It reads “shall, as against any
creditor of that man, be deemed to be the property of the said man”. By
contrast with
the concursus-orientated wording of s 44 (1) “shall
be deemed to belong to that estate”, there is a specific deeming conceived
in
favour of a particular creditor. Further, it is implicit that a particular
creditor at a particular time is envisaged. This is
so because without a fixed
time the periods of more than or less than two years could not be established on
the calendar. The executor’s
argument, on the other hand, might involve
conclusions which it is difficult to suppose were intended. If the deeming
operated
when the wife was first benefitted, but the husband then had no
creditors, one would have to conclude that the expression “as
against any
creditor” was redundant. Or if one has to wait for the deeming to operate
only when a creditor is acquired, is
the deeming undone when the husband again
becomes creditor-free? And so on.
[10] Secondly, if the husband is deemed to
be owner from the outset, what rights could the wife have? None, one must
suppose, except
some ultimate reversionary right. Yet the section itself
envisages that she might convert the policy into other assets. Thus, no
doubt,
she might surrender the policy. Is she to be denied the right to pledge her
policy with a bank in order to obtain an overdraft?
How can such actions be
squared with the policy “belonging” to the husband? That it is she
who owns the policy until
its attachment by the husband’s creditor is
confirmed by the express words of s 44 (3), in its opening lines, “when a
woman who is married in community of property . . . owns a life policy . .

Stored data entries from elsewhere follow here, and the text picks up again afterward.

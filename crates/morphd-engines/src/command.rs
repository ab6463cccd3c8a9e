//! Builder for executing external engine commands with timeout support.

use std::path::PathBuf;
use std::process::ExitStatus;
use std::time::Duration;

use tokio::process::Command;

use morphd_core::{Error, Result};

/// Default engine timeout: 10 minutes. Conversions of large inputs are
/// slow; the timeout exists to reap wedged engines, not to police normal
/// work.
const DEFAULT_TIMEOUT: Duration = Duration::from_secs(600);

/// Output captured from an engine execution.
#[derive(Debug, Clone)]
pub struct ToolOutput {
    /// Process exit status.
    pub status: ExitStatus,
    /// Captured standard output (lossy UTF-8).
    pub stdout: String,
    /// Captured standard error (lossy UTF-8).
    pub stderr: String,
}

/// A builder for constructing and executing external engine invocations.
///
/// # Example
///
/// ```no_run
/// use morphd_engines::ToolCommand;
/// use std::path::PathBuf;
///
/// # async fn example() -> morphd_core::Result<()> {
/// let output = ToolCommand::new(PathBuf::from("ffmpeg"))
///     .arg("-y")
///     .arg("-i").arg("/in/audio.wav")
///     .arg("/out/audio.mp3")
///     .execute()
///     .await?;
/// println!("{}", output.stderr);
/// # Ok(())
/// # }
/// ```
#[derive(Debug, Clone)]
pub struct ToolCommand {
    program: PathBuf,
    args: Vec<String>,
    current_dir: Option<PathBuf>,
    timeout: Duration,
}

impl ToolCommand {
    /// Create a new command for the given program path.
    pub fn new(program: PathBuf) -> Self {
        Self {
            program,
            args: Vec::new(),
            current_dir: None,
            timeout: DEFAULT_TIMEOUT,
        }
    }

    /// Append a single argument.
    pub fn arg(&mut self, s: impl Into<String>) -> &mut Self {
        self.args.push(s.into());
        self
    }

    /// Append multiple arguments.
    pub fn args(&mut self, iter: impl IntoIterator<Item = impl Into<String>>) -> &mut Self {
        self.args.extend(iter.into_iter().map(Into::into));
        self
    }

    /// Set the working directory for the child process. Needed by engines
    /// that resolve relative outputs against the cwd (7z repacking).
    pub fn current_dir(&mut self, dir: impl Into<PathBuf>) -> &mut Self {
        self.current_dir = Some(dir.into());
        self
    }

    /// Set the maximum execution time.
    pub fn timeout(&mut self, d: Duration) -> &mut Self {
        self.timeout = d;
        self
    }

    /// Execute the command, capturing stdout and stderr.
    ///
    /// # Errors
    ///
    /// - [`Error::Engine`] if spawning the process fails.
    /// - [`Error::Engine`] if the process exits with a non-zero status;
    ///   the message carries trimmed stderr, which is what job records
    ///   surface to users.
    /// - [`Error::Engine`] if the process outlives the timeout.
    pub async fn execute(&self) -> Result<ToolOutput> {
        let program_name = self
            .program
            .file_name()
            .map(|n| n.to_string_lossy().to_string())
            .unwrap_or_else(|| self.program.to_string_lossy().to_string());

        let mut cmd = Command::new(&self.program);
        cmd.args(&self.args);
        if let Some(ref dir) = self.current_dir {
            cmd.current_dir(dir);
        }
        cmd.stdout(std::process::Stdio::piped());
        cmd.stderr(std::process::Stdio::piped());
        cmd.kill_on_drop(true);

        tracing::debug!("Running {}: {:?}", program_name, self.args);

        let child = cmd
            .spawn()
            .map_err(|e| Error::engine(&program_name, format!("failed to spawn: {e}")))?;

        let result = tokio::time::timeout(self.timeout, child.wait_with_output()).await;

        match result {
            Ok(Ok(output)) => {
                let tool_output = ToolOutput {
                    status: output.status,
                    stdout: String::from_utf8_lossy(&output.stdout).to_string(),
                    stderr: String::from_utf8_lossy(&output.stderr).to_string(),
                };

                if !output.status.success() {
                    return Err(Error::engine(
                        program_name,
                        format!(
                            "exited with status {}: {}",
                            output.status,
                            tool_output.stderr.trim()
                        ),
                    ));
                }

                Ok(tool_output)
            }
            Ok(Err(e)) => Err(Error::engine(
                program_name,
                format!("I/O error waiting for process: {e}"),
            )),
            // Timeout expired; the future owning the child is cancelled and
            // kill_on_drop reaps the process.
            Err(_elapsed) => Err(Error::engine(
                program_name,
                format!("timed out after {:?}", self.timeout),
            )),
        }
    }
}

.” The purpose of this subsection is to bring about
that, where there are
joint assets, the burden of execution should as far as possible fall upon them,
and not upon the policy “owned”
by the wife outside the community.
See also the reference to “the policy . . . belonging to her
husband” towards the
end of the subsection. A practical interpretation of
s 44 (2) leads to the conclusion, in my opinion, that the wife and not the
husband owns a policy made over by him to her, until such time as a creditor
attaches it in payment of his judgment debt. To interpret
s 44 (2) as enjoining
an anticipatory nullification as a step precursory to an event that in all
probability will never occur (attachment
by a creditor), might seriously hamper
the wife whilst not conferring upon creditors any benefits beyond those obtained
by attachment.
[11] Thirdly, the calculation of the period of less than two
years provided for in s 44 (2) (b) depends necessarily upon there being
an
attachment by a creditor. Thus if no creditor chooses to attach, this part of s
44 (2) cannot operate. As the amount deemed
to belong to the husband is
dependent upon whether a period of more than or less than two years has run, it
would mean that subsection
44 (2) is substantially inoperable, unless an
attachment is postulated.
[12] Fourthly, the argument for the executor must
involve that at the time that the wife is benefitted the amount of the benefit
is
unknown, because it cannot be known at that stage whether the wife will
receive the benefit of the R30 000, which may be allowed
to her. Or is it to be
concluded that initially the full amount of the policy falls into the
husband’s estate, but after two
years R30 000 disappears out of it to find
its way into the wife’s estate? An unlikely intention, it seems to
me.
[13] Finally, I think there is substance in the remark of Hartzenberg J
in Kitshoff NO v Brink and Andere 1997 (4) SA 117 (T) at 126 F - H that
the very fact that there is a deeming (the Afrikaans text of s 44 (2) reads
“word die
polis . . . beskou as die eiendom van daardie man”)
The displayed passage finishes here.